**ABOUT THIS TASK:** Your answer should be one number, the count of lines in the records that carry the string "variables".

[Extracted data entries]
════════

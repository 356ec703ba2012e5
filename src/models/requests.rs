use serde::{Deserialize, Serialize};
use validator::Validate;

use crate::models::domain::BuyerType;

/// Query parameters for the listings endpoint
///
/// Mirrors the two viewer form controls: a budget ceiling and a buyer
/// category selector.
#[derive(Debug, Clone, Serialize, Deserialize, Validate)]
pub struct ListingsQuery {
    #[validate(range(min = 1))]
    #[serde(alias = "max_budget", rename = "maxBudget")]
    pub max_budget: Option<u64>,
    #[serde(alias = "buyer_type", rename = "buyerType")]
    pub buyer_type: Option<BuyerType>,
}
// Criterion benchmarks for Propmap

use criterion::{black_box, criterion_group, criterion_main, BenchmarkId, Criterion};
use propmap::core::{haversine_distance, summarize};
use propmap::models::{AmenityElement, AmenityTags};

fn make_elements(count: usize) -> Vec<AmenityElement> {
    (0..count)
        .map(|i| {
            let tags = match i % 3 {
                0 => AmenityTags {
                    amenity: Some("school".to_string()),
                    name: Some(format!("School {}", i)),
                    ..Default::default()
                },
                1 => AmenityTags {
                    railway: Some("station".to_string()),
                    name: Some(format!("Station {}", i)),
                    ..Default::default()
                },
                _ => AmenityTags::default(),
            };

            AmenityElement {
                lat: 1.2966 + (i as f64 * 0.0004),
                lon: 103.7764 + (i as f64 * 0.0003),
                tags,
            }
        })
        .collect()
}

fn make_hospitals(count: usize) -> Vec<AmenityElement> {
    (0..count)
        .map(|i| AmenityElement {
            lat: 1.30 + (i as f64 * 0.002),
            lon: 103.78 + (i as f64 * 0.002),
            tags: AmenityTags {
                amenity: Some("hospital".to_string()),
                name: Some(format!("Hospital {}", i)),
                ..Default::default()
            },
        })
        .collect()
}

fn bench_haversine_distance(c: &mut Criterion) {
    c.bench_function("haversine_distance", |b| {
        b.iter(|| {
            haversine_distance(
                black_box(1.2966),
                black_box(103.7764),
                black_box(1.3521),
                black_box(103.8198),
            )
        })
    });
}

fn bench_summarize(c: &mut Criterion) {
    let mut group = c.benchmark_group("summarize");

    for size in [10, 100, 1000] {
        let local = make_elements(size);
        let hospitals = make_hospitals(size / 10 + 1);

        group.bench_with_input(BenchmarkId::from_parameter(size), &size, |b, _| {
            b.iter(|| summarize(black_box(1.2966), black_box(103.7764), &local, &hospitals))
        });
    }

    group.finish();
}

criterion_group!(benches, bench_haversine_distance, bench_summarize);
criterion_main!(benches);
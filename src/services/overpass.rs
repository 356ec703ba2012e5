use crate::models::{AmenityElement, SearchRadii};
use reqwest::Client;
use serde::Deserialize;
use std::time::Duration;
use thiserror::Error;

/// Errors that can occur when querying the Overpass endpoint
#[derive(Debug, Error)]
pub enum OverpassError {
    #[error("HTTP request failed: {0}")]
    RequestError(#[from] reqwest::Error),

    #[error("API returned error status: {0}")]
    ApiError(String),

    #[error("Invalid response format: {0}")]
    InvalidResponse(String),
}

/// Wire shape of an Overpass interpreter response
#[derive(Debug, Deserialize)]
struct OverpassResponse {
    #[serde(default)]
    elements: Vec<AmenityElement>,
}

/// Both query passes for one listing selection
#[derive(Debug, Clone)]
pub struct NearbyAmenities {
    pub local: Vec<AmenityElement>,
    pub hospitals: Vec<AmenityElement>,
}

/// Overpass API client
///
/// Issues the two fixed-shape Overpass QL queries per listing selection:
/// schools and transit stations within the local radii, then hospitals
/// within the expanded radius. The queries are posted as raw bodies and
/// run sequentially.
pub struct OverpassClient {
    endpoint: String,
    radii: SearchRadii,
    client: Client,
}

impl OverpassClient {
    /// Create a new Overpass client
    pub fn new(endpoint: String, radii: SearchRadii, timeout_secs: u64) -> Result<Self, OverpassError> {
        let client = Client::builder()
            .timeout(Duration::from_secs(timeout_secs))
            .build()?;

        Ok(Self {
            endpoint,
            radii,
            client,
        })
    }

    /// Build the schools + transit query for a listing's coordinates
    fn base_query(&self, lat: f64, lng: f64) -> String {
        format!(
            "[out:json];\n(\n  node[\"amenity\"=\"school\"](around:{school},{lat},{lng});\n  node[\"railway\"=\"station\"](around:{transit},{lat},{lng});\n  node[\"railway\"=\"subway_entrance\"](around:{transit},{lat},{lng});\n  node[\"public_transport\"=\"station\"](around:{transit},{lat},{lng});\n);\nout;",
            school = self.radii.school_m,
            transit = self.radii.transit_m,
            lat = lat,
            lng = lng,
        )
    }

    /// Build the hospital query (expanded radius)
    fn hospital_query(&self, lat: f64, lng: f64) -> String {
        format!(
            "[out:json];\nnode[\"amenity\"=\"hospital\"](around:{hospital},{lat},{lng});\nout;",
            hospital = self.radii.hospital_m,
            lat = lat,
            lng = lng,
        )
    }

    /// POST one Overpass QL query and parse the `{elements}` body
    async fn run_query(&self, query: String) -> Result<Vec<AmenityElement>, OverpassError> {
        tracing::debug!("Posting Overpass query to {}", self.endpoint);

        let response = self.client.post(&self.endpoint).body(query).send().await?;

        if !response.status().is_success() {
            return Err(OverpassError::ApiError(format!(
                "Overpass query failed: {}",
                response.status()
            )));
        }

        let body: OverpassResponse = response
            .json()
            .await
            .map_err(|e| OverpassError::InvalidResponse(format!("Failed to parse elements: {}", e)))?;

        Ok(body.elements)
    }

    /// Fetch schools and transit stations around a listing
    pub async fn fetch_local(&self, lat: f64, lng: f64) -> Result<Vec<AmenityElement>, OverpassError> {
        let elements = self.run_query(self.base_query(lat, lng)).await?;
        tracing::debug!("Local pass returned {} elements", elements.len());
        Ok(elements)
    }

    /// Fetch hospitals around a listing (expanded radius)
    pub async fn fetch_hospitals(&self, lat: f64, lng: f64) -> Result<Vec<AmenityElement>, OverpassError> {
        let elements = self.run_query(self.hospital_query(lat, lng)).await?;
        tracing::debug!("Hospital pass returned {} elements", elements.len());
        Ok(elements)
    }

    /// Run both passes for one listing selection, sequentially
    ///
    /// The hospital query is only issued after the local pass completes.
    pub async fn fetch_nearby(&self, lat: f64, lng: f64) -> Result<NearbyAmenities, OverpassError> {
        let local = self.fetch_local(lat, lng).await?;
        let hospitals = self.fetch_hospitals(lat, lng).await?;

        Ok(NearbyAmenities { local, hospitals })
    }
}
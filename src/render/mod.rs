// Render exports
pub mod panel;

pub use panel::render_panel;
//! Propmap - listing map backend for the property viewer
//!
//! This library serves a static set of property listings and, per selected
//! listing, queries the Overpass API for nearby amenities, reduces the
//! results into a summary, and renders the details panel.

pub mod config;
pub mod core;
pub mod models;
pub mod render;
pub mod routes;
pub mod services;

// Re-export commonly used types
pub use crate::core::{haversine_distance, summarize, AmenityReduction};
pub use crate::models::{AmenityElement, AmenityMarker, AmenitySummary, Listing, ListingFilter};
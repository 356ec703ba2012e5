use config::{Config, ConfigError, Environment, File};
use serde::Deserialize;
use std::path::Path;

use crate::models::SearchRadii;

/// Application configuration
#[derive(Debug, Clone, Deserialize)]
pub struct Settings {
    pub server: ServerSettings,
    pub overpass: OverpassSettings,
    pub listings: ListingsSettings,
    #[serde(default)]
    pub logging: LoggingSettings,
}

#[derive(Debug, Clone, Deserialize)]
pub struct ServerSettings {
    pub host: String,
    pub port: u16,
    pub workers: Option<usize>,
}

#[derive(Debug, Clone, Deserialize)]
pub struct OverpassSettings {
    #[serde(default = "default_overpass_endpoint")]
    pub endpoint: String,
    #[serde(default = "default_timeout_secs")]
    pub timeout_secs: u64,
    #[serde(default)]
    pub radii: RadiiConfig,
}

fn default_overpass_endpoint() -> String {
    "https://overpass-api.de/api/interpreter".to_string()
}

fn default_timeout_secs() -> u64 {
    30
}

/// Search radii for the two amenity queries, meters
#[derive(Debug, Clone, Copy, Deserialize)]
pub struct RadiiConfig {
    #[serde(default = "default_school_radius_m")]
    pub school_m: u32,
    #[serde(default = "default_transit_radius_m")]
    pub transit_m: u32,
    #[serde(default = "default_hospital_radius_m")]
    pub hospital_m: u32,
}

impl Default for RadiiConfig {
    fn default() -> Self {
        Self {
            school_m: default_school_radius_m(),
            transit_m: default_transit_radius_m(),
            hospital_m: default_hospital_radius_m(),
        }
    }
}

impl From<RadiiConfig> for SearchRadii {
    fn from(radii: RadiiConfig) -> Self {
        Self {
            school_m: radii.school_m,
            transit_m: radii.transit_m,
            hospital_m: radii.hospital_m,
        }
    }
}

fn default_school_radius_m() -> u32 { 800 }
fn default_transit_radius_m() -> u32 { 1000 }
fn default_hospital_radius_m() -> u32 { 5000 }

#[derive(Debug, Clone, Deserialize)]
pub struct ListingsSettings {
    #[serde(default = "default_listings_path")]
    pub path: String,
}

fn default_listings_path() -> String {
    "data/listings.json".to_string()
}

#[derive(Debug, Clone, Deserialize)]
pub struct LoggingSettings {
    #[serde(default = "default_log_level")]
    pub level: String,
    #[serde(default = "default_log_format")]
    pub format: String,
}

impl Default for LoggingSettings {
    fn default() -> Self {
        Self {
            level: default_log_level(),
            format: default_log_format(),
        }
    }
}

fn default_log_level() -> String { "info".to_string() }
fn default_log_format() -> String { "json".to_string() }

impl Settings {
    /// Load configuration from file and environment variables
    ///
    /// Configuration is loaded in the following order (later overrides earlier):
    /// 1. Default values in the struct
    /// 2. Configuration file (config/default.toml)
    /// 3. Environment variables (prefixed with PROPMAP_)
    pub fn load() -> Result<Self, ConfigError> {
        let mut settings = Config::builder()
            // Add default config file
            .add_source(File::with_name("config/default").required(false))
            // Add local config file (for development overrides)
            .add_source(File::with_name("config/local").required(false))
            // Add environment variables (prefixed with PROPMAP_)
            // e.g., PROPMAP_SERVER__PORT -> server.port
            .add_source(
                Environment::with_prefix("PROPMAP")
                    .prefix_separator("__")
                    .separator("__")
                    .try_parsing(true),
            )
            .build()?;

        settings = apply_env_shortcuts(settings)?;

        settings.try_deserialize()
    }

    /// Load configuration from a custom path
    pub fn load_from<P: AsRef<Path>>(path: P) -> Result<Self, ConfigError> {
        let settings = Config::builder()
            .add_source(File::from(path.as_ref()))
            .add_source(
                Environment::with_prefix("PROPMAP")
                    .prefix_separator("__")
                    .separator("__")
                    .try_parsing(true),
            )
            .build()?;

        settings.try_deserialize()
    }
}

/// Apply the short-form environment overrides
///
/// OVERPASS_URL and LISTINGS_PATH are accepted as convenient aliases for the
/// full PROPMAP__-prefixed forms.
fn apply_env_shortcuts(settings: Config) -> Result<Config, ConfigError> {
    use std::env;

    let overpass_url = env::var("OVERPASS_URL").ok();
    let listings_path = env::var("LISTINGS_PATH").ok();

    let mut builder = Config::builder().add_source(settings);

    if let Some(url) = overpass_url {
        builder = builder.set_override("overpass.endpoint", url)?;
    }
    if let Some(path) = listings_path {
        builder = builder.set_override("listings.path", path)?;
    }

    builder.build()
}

════════

**EXERCISE ANSWER:** 3